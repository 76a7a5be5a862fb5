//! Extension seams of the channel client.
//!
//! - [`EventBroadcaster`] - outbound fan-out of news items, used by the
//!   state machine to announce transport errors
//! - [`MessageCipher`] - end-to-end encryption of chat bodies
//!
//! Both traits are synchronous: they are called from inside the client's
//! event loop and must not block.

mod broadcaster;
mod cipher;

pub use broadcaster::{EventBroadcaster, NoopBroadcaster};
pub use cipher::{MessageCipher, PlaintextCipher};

...

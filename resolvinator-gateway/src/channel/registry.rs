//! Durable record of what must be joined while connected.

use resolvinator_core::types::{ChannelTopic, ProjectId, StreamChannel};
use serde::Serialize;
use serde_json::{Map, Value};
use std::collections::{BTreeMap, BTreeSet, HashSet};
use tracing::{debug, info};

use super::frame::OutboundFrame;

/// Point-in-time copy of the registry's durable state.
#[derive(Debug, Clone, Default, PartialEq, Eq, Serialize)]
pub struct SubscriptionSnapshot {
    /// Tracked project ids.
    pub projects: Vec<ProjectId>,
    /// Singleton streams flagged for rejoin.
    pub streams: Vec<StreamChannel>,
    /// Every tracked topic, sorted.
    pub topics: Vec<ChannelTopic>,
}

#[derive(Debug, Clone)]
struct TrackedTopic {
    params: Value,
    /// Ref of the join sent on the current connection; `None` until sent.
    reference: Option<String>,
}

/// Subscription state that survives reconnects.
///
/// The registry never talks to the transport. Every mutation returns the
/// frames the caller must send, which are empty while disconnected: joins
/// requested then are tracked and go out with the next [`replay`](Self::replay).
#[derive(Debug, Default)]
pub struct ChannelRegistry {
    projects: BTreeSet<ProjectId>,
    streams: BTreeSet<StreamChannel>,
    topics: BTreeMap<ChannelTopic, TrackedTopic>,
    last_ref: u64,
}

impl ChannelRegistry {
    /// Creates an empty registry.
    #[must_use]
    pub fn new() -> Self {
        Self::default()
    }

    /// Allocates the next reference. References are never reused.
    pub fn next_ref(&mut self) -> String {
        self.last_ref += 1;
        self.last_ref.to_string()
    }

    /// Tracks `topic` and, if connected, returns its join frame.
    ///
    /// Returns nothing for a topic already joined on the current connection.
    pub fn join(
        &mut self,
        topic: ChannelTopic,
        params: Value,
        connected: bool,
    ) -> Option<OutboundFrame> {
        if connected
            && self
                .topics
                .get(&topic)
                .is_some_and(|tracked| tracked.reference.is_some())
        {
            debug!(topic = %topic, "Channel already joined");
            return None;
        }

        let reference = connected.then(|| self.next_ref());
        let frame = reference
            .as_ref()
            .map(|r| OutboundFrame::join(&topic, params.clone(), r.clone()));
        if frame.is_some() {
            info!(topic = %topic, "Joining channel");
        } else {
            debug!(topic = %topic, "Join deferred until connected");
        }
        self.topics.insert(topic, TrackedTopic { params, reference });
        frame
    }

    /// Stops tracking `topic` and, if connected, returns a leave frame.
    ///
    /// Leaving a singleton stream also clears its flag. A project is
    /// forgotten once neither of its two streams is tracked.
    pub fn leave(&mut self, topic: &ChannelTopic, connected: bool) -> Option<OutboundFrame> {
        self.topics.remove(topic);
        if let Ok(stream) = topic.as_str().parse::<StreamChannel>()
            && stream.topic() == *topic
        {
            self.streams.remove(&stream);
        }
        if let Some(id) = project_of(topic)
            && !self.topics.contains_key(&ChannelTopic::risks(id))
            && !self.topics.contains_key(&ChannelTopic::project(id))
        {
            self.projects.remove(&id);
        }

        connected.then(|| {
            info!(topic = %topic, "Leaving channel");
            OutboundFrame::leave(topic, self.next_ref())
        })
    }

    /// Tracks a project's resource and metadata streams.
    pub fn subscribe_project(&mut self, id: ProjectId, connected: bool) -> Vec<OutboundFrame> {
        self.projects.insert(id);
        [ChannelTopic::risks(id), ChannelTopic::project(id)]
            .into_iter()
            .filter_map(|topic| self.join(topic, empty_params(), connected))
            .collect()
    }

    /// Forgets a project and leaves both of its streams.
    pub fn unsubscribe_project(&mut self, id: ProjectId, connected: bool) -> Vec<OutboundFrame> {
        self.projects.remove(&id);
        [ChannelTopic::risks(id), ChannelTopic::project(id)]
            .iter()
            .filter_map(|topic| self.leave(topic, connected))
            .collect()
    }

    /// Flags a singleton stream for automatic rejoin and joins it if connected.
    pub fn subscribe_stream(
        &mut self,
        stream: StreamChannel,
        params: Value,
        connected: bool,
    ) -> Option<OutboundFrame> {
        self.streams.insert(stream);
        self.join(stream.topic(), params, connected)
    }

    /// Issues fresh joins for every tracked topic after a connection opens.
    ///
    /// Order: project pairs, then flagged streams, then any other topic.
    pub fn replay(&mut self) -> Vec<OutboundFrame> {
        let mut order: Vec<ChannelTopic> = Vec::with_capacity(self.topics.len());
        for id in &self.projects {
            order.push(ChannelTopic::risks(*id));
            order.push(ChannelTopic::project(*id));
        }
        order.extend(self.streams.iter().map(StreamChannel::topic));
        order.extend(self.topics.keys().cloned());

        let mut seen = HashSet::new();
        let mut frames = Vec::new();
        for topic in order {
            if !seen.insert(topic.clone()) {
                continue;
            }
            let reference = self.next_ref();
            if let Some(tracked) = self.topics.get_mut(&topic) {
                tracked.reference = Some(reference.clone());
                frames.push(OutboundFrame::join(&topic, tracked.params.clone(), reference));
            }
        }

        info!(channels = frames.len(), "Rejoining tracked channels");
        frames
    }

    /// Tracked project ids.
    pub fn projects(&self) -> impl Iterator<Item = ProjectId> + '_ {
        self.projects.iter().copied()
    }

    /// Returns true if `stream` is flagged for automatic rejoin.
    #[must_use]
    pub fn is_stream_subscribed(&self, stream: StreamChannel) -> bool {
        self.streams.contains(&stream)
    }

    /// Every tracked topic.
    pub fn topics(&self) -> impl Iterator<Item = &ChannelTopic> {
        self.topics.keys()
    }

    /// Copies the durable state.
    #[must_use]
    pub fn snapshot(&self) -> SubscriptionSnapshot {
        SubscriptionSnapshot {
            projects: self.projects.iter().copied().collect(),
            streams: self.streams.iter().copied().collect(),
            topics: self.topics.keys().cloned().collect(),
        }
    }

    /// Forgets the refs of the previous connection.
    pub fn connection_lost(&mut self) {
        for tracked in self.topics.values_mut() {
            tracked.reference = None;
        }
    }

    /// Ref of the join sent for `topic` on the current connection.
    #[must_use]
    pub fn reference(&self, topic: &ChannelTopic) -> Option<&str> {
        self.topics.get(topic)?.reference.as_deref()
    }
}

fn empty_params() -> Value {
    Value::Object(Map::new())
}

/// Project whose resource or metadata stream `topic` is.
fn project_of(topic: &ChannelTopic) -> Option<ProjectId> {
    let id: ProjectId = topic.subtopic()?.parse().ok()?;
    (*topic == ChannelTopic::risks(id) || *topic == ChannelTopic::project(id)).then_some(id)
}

__AIM OF THE TASK__
Please return only the lines above, starting at the line that has "an empty registry." and ending at the line that has "if let Some(id) = project_of(topic)", keeping both and leaving each one unchanged.

__COMPLETED EXERCISE__
    /// Creates an empty registry.
    #[must_use]
    pub fn new() -> Self {
        Self::default()
    }

    /// Allocates the next reference. References are never reused.
    pub fn next_ref(&mut self) -> String {
        self.last_ref += 1;
        self.last_ref.to_string()
    }

    /// Tracks `topic` and, if connected, returns its join frame.
    ///
    /// Returns nothing for a topic already joined on the current connection.
    pub fn join(
        &mut self,
        topic: ChannelTopic,
        params: Value,
        connected: bool,
    ) -> Option<OutboundFrame> {
        if connected
            && self
                .topics
                .get(&topic)
                .is_some_and(|tracked| tracked.reference.is_some())
        {
            debug!(topic = %topic, "Channel already joined");
            return None;
        }

        let reference = connected.then(|| self.next_ref());
        let frame = reference
            .as_ref()
            .map(|r| OutboundFrame::join(&topic, params.clone(), r.clone()));
        if frame.is_some() {
            info!(topic = %topic, "Joining channel");
        } else {
            debug!(topic = %topic, "Join deferred until connected");
        }
        self.topics.insert(topic, TrackedTopic { params, reference });
        frame
    }

    /// Stops tracking `topic` and, if connected, returns a leave frame.
    ///
    /// Leaving a singleton stream also clears its flag. A project is
    /// forgotten once neither of its two streams is tracked.
    pub fn leave(&mut self, topic: &ChannelTopic, connected: bool) -> Option<OutboundFrame> {
        self.topics.remove(topic);
        if let Ok(stream) = topic.as_str().parse::<StreamChannel>()
            && stream.topic() == *topic
        {
            self.streams.remove(&stream);
        }
        if let Some(id) = project_of(topic)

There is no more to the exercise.